Each line starting at the one that contains "fs::write(&path, body).unwrap();" and ending at the one that contains "assert!(reports[1].error.is_some());" must be returned exactly, and the rest of the listing is left out.

=== Provided data ===

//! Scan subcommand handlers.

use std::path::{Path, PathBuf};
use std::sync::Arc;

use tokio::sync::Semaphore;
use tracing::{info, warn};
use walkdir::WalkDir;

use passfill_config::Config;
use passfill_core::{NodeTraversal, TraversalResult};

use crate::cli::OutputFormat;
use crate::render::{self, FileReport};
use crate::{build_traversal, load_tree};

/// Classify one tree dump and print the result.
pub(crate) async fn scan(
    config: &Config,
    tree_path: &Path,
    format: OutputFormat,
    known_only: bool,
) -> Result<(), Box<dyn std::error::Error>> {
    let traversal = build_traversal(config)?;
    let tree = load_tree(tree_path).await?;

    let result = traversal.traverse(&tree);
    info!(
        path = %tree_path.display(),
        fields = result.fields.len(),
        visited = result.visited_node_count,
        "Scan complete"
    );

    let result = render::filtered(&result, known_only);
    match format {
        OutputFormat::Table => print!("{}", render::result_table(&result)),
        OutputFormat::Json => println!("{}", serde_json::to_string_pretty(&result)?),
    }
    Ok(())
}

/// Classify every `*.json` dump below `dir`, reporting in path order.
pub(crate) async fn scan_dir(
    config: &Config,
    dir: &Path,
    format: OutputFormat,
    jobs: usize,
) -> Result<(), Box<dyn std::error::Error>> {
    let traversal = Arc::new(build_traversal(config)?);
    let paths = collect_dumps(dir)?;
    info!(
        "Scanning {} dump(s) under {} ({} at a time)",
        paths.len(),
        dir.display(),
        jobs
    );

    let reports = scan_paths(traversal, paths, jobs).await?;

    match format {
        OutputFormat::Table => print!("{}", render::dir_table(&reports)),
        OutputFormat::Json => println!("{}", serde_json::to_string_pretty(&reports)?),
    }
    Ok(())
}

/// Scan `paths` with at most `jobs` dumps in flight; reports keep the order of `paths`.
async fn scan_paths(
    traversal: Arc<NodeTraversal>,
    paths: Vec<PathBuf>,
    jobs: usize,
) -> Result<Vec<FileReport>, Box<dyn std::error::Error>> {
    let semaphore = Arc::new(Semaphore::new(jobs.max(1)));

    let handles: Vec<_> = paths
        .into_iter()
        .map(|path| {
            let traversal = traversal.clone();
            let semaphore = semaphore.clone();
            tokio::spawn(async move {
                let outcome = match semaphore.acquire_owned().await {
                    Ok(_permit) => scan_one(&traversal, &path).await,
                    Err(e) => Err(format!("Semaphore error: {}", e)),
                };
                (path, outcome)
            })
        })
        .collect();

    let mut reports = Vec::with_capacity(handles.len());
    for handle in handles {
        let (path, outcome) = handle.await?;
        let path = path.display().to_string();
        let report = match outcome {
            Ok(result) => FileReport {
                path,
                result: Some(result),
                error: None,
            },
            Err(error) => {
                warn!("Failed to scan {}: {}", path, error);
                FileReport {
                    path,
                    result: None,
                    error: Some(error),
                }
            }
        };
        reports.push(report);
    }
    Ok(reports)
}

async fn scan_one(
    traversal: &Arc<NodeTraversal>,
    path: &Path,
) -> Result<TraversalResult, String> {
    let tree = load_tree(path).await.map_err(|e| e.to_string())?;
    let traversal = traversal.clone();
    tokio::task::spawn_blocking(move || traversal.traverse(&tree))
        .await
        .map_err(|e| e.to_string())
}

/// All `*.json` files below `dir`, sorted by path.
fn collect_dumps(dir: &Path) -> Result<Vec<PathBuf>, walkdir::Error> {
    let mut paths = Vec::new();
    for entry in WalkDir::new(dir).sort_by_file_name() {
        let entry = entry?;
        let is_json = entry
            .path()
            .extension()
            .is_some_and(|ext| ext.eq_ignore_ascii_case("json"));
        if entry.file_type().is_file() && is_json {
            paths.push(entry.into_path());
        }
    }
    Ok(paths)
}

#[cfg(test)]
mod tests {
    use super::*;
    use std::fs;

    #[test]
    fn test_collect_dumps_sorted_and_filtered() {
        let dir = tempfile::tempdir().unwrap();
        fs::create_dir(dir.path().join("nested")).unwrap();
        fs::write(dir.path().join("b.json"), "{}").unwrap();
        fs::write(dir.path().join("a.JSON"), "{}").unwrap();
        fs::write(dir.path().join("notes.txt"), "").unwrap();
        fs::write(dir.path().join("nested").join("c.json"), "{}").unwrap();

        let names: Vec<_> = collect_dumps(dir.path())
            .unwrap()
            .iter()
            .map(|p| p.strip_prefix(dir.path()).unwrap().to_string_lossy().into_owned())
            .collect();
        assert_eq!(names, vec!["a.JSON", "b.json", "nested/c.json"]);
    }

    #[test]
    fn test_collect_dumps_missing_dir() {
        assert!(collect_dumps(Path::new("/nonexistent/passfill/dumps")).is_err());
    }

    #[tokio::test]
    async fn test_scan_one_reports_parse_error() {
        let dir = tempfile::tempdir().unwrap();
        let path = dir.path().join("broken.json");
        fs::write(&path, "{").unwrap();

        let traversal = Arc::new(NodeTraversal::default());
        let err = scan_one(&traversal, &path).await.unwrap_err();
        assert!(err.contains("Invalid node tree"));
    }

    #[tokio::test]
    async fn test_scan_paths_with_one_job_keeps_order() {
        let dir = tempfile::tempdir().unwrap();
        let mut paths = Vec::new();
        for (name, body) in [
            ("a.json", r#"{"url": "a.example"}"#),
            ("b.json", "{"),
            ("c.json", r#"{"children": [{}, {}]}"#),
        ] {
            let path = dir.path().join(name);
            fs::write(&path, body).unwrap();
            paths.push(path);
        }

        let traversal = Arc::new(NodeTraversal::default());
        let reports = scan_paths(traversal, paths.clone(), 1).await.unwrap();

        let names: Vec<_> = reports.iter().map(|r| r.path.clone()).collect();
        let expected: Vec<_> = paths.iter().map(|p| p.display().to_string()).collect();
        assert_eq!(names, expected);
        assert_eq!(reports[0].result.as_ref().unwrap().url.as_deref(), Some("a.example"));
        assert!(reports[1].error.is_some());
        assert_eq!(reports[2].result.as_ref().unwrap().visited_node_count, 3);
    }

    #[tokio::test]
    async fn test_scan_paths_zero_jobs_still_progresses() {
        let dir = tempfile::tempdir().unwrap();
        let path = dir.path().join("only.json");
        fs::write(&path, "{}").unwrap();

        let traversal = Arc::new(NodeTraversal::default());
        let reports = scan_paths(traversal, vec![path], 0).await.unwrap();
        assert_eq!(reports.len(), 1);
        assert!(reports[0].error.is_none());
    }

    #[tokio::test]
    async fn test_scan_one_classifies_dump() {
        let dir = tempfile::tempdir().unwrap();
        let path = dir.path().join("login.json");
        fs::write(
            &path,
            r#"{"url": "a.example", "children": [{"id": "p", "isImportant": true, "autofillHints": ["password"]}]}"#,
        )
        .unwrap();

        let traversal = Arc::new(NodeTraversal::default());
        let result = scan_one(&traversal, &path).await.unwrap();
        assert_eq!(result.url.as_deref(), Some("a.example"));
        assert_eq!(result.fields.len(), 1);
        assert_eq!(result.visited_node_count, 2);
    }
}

===

▸ Task answer:
            fs::write(&path, body).unwrap();
            paths.push(path);
        }

        let traversal = Arc::new(NodeTraversal::default());
        let reports = scan_paths(traversal, paths.clone(), 1).await.unwrap();

        let names: Vec<_> = reports.iter().map(|r| r.path.clone()).collect();
        let expected: Vec<_> = paths.iter().map(|p| p.display().to_string()).collect();
        assert_eq!(names, expected);
        assert_eq!(reports[0].result.as_ref().unwrap().url.as_deref(), Some("a.example"));
        assert!(reports[1].error.is_some());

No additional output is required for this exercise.